At 16, he went by foot for 35 days to get out of China and enter India. He wanted to study Buddhism with the Dalai Lama - banished by the Chinese - as a model. After five years, he returned.
"I hope, I do really hope that the Dalai Lama will return to Tibet and conduct ceremonies here before he passes away. The Dalai Lama has said that he will live for 120 years, so I have good hope. But everything depends on China's attitude," he says.
When he is talking about his belief, it becomes clear what is going on in Tibet. The railway has its advantages and disadvantages, but it is not the Tibetans who were given the choice.
"The situation of the Tibetans is above all about the lack of possibilities to choose one's own future," says Kate Saunders, International Campaign for Tibet, on the phone from London.
Typically, the only one who dares to criticize the railroad openly during one week in Lhasa, is a newly settled man from central China. Mr Wang, who is a manager leasing rooms at a small shabby hotel in central Lhasa, is not impressed.
He says, "the train is not good.
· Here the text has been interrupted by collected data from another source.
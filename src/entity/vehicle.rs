//! Vehicle entity. Seeded once, never mutated.

use sea_orm::entity::prelude::*;

#[derive(Clone, Debug, PartialEq, Eq, DeriveEntityModel)]
#[sea_orm(table_name = "vehicles")]
pub struct Model {
    #[sea_orm(primary_key, auto_increment = false)]
    pub id: String,
    pub model: String,
    #[sea_orm(unique)]
    pub plate: String,
    /// Type tag selecting the validator description (`pulse`, `hurba`, ...)
    #[sea_orm(column_name = "type")]
    pub vehicle_type: String,
}

#[derive(Copy, Clone, Debug, EnumIter, DeriveRelation)]
pub enum Relation {
    #[sea_orm(has_many = "super::session::Entity")]
    Sessions,
}

impl Related<super::session::Entity> for Entity {
    fn to() -> RelationDef {
        Relation::Sessions.def()
    }
}

impl ActiveModelBehavior for ActiveModel {}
With the train, Lhasa will be more like any other place, and Lhasa ceases to be Lhasa."
Enormous construction 5072 m above sea level.
The railroad from Golmud to Lhasa spans over 1142 km and runs through frozen tundra and ice on the high plateau of Qinghai and Tibet, and has been a technological challenge for China to build.
This is the highest railroad in the world -- at its highest, 5072 m above sea level -- and the first railroad to connect Tibet with the east and central parts of China. The travel from Peking to Lhasa is done in wagons with regulated air pressure as in aircrafts, takes 48 hours, and costs less than 400 crowns for the cheapest seat.
Soon before the opening, Wu Zhiwang, an expert on frozen soil at the Academy of Social Studies, warns that the global heating will become a threat to the railroad within ten years.
After 30 years of research in Qinghai and Tibet, the expert claims that he can see indications that large areas in Tibet and Qinghai will sink since the soil is not as frozen as before.
When frozen soil rapidly thaws, instability increases and geological problems arise, which in turn will affect the new railroad, Wu said to the New China news agency earlier this year.
Earlier, experts have estimated that the railroad would remain unaffected by the global heating for 50 years.